① キプロス島は既に、11章19、20節によると、そもそもアンティオキア教会の誕生に携わった人々による働きがあった場所であり、その係わりを用いさせた。

 更に使者のバルナバは、4章36節 「キプロス生まれ」で、13章5節 「助手として連れて」行かれたヨハネ【12章25節 「マルコと呼ばれる」】は、コロサイ4章10節 「バルナバのいとこ」ということから、彼らの親族、友人、関係者への働き掛けを起用された。

② それを契機に、サラミスとパポスとは、キプロス島の東西に位置する主要都市で、特に、ローマの行政機関が設けられていたパポス在住の、7節 「地方総督セルギウス・パウルス」という人物に出会わせた。

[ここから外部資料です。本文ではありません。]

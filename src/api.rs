//! # Operator API
//!
//! An `axum` HTTP surface over the composite [`Backend`], shaped after the
//! Alertmanager v2 API. Errors are rendered as `{"error": "<message>"}`.

use crate::core::{
    AlertConfiguration, AlertQuery, Backend, OrgId, PostableAlert, PostableSilence,
    TestReceiversConfig, TestTemplatesConfig,
};
use crate::errors::BackendError;
use axum::{
    extract::{Path, RawQuery, State},
    http::StatusCode,
    response::{IntoResponse, Response},
    routing::{get, post},
    Json, Router,
};
use serde_json::json;
use std::future::Future;
use std::sync::Arc;
use tokio::net::TcpListener;
use tokio::sync::watch;
use tracing::{error, trace};

/// State shared across handlers.
pub struct ApiState {
    pub backend: Arc<dyn Backend>,
    pub org_id: OrgId,
}

/// Builds the API router.
pub fn router(state: Arc<ApiState>) -> Router {
    Router::new()
        .route("/-/ready", get(ready))
        .route("/api/v2/status", get(get_status))
        .route("/api/v2/silences", get(list_silences).post(create_silence))
        .route("/api/v2/silence/{id}", get(get_silence).delete(delete_silence))
        .route("/api/v2/alerts", get(get_alerts).post(put_alerts))
        .route("/api/v2/alerts/groups", get(get_alert_groups))
        .route("/api/v1/receivers", get(get_receivers))
        .route("/api/v1/receivers/test", post(test_receivers))
        .route("/api/v1/templates/test", post(test_template))
        .route("/api/v1/config", post(save_config))
        .with_state(state)
}

/// Serves the API until the shutdown signal fires.
pub struct ApiServer {
    listener: TcpListener,
    state: Arc<ApiState>,
    shutdown_rx: watch::Receiver<bool>,
}

impl ApiServer {
    pub fn new(listener: TcpListener, state: Arc<ApiState>, shutdown_rx: watch::Receiver<bool>) -> Self {
        Self {
            listener,
            state,
            shutdown_rx,
        }
    }

    pub fn run(self) -> impl Future<Output = ()> {
        let app = router(self.state);
        let listener = self.listener;
        let mut shutdown_rx = self.shutdown_rx;

        async move {
            let shutdown = async move {
                let _ = shutdown_rx.changed().await;
                trace!("API server received shutdown signal.");
            };
            if let Err(e) = axum::serve(listener, app)
                .with_graceful_shutdown(shutdown)
                .await
            {
                error!("API server error: {}", e);
            }
        }
    }
}

// ============================================================================
// Errors
// ============================================================================

#[derive(Debug)]
pub enum ApiError {
    BadRequest(String),
    NotFound(String),
    Unavailable(String),
    Internal(String),
}

impl From<BackendError> for ApiError {
    fn from(err: BackendError) -> Self {
        let message = err.to_string();
        match err {
            BackendError::SilenceNotFound(_) => ApiError::NotFound(message),
            BackendError::InvalidSilence(_)
            | BackendError::InvalidConfig(_)
            | BackendError::InvalidAlert(_)
            | BackendError::InvalidFilter(_) => ApiError::BadRequest(message),
            BackendError::NotReady => ApiError::Unavailable(message),
            BackendError::UnexpectedStatus { status: 400, .. } => ApiError::BadRequest(message),
            BackendError::UnexpectedStatus { status: 404, .. } => ApiError::NotFound(message),
            _ => ApiError::Internal(message),
        }
    }
}

impl IntoResponse for ApiError {
    fn into_response(self) -> Response {
        let (status, message) = match self {
            ApiError::BadRequest(msg) => (StatusCode::BAD_REQUEST, msg),
            ApiError::NotFound(msg) => (StatusCode::NOT_FOUND, msg),
            ApiError::Unavailable(msg) => (StatusCode::SERVICE_UNAVAILABLE, msg),
            ApiError::Internal(msg) => (StatusCode::INTERNAL_SERVER_ERROR, msg),
        };
        (status, Json(json!({ "error": message }))).into_response()
    }
}

type ApiResult<T> = Result<T, ApiError>;

// ============================================================================
// Query parsing
// ============================================================================

fn query_pairs(raw: Option<String>) -> Vec<(String, String)> {
    raw.map(|q| url::form_urlencoded::parse(q.as_bytes()).into_owned().collect())
        .unwrap_or_default()
}

fn parse_bool(name: &str, value: &str) -> ApiResult<bool> {
    value
        .parse()
        .map_err(|_| ApiError::BadRequest(format!("invalid value for '{}': {}", name, value)))
}

fn filters(pairs: &[(String, String)]) -> Vec<String> {
    pairs
        .iter()
        .filter(|(k, _)| k == "filter")
        .map(|(_, v)| v.clone())
        .collect()
}

fn alert_query(raw: Option<String>) -> ApiResult<AlertQuery> {
    let pairs = query_pairs(raw);
    let mut query = AlertQuery {
        filter: filters(&pairs),
        ..Default::default()
    };
    for (key, value) in &pairs {
        match key.as_str() {
            "active" => query.active = parse_bool(key, value)?,
            "silenced" => query.silenced = parse_bool(key, value)?,
            "inhibited" => query.inhibited = parse_bool(key, value)?,
            "receiver" => query.receiver = Some(value.clone()),
            _ => {}
        }
    }
    Ok(query)
}

// ============================================================================
// Handlers
// ============================================================================

async fn ready(State(state): State<Arc<ApiState>>) -> impl IntoResponse {
    if state.backend.ready() {
        (StatusCode::OK, "OK")
    } else {
        (StatusCode::SERVICE_UNAVAILABLE, "Not ready")
    }
}

async fn get_status(State(state): State<Arc<ApiState>>) -> ApiResult<impl IntoResponse> {
    Ok(Json(state.backend.get_status().await?))
}

async fn list_silences(
    State(state): State<Arc<ApiState>>,
    RawQuery(raw): RawQuery,
) -> ApiResult<impl IntoResponse> {
    let filter = filters(&query_pairs(raw));
    Ok(Json(state.backend.list_silences(&filter).await?))
}

async fn create_silence(
    State(state): State<Arc<ApiState>>,
    Json(silence): Json<PostableSilence>,
) -> ApiResult<impl IntoResponse> {
    let id = state.backend.create_silence(&silence).await?;
    Ok(Json(json!({ "silenceID": id })))
}

async fn get_silence(
    State(state): State<Arc<ApiState>>,
    Path(id): Path<String>,
) -> ApiResult<impl IntoResponse> {
    Ok(Json(state.backend.get_silence(&id).await?))
}

async fn delete_silence(
    State(state): State<Arc<ApiState>>,
    Path(id): Path<String>,
) -> ApiResult<StatusCode> {
    state.backend.delete_silence(&id).await?;
    Ok(StatusCode::OK)
}

async fn get_alerts(
    State(state): State<Arc<ApiState>>,
    RawQuery(raw): RawQuery,
) -> ApiResult<impl IntoResponse> {
    let query = alert_query(raw)?;
    Ok(Json(state.backend.get_alerts(&query).await?))
}

async fn put_alerts(
    State(state): State<Arc<ApiState>>,
    Json(alerts): Json<Vec<PostableAlert>>,
) -> ApiResult<StatusCode> {
    state.backend.put_alerts(&alerts).await?;
    Ok(StatusCode::OK)
}

async fn get_alert_groups(
    State(state): State<Arc<ApiState>>,
    RawQuery(raw): RawQuery,
) -> ApiResult<impl IntoResponse> {
    let query = alert_query(raw)?;
    Ok(Json(state.backend.get_alert_groups(&query).await?))
}

async fn get_receivers(State(state): State<Arc<ApiState>>) -> ApiResult<impl IntoResponse> {
    Ok(Json(state.backend.get_receivers().await?))
}

async fn test_receivers(
    State(state): State<Arc<ApiState>>,
    Json(config): Json<TestReceiversConfig>,
) -> ApiResult<impl IntoResponse> {
    Ok(Json(state.backend.test_receivers(&config).await?))
}

async fn test_template(
    State(state): State<Arc<ApiState>>,
    Json(config): Json<TestTemplatesConfig>,
) -> ApiResult<impl IntoResponse> {
    Ok(Json(state.backend.test_template(&config).await?))
}

/// Saves and applies a raw configuration document.
async fn save_config(State(state): State<Arc<ApiState>>, body: String) -> ApiResult<impl IntoResponse> {
    if serde_json::from_str::<serde_json::Value>(&body).is_err() {
        return Err(ApiError::BadRequest("configuration must be a JSON document".to_string()));
    }
    let config = AlertConfiguration::new(state.org_id, body);
    state.backend.save_and_apply_config(&config).await?;
    Ok((StatusCode::ACCEPTED, Json(json!({ "message": "configuration saved" }))))
}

 総督は、7節 「この男【6節・バルイエス】は・・・総督・・・のもとにいた【詳訳:親しく交際していた】(宮廷に居場所を設けていた)」とあり、魔術師と親しくしていたことから、霊的関心を抱いていた人と考えられる。
 その魔術師について、サウロが10節で、「ああ、あらゆる偽りとあらゆる悪事に満ちた者、悪魔の子、すべての正義の敵、おまえは、主のまっすぐな道を曲げることをやめないのか」と糾弾している。その内容から、彼が如何に、純朴な求道者総督をたぶらかして私利私欲を求めていたかが見える。
 ところが、7節b 「この総督は賢明な人で、バルナバとサウロを招いて神のことばを聞きたいと願った」とは!!
 ローマの支配階級が福音に好意的関心を寄せたことを意味するが、異教的魔術に有無を言わせない状況が生まれたことは素晴らしい。自分の地位の危うさに恐れをなした魔術師が、8節 「総督を信仰から遠ざけようとした」が、9節 「すると」とサウロが主導権を取るよう導かれて立ち上がった。この時以来、サウロ【ユダヤ名】はパウロ【ローマ世界に通じる名】をもってバルナバとの位置関係が変わる。
 11節を受けて、12節 「総督はこの出来事を見て、主の教えに驚嘆し、信仰に入った」とは、〈ローマ帝国を福音制覇〉に向けての大きな一歩となり、ローマ帝国内におけるキリスト教会の基盤を強固にさせていく働きである。

※ 聖霊が主導権をもって働かれるお方であるとの確固たる信仰に立ち続け、唯聖霊の満たしのみに留意を!!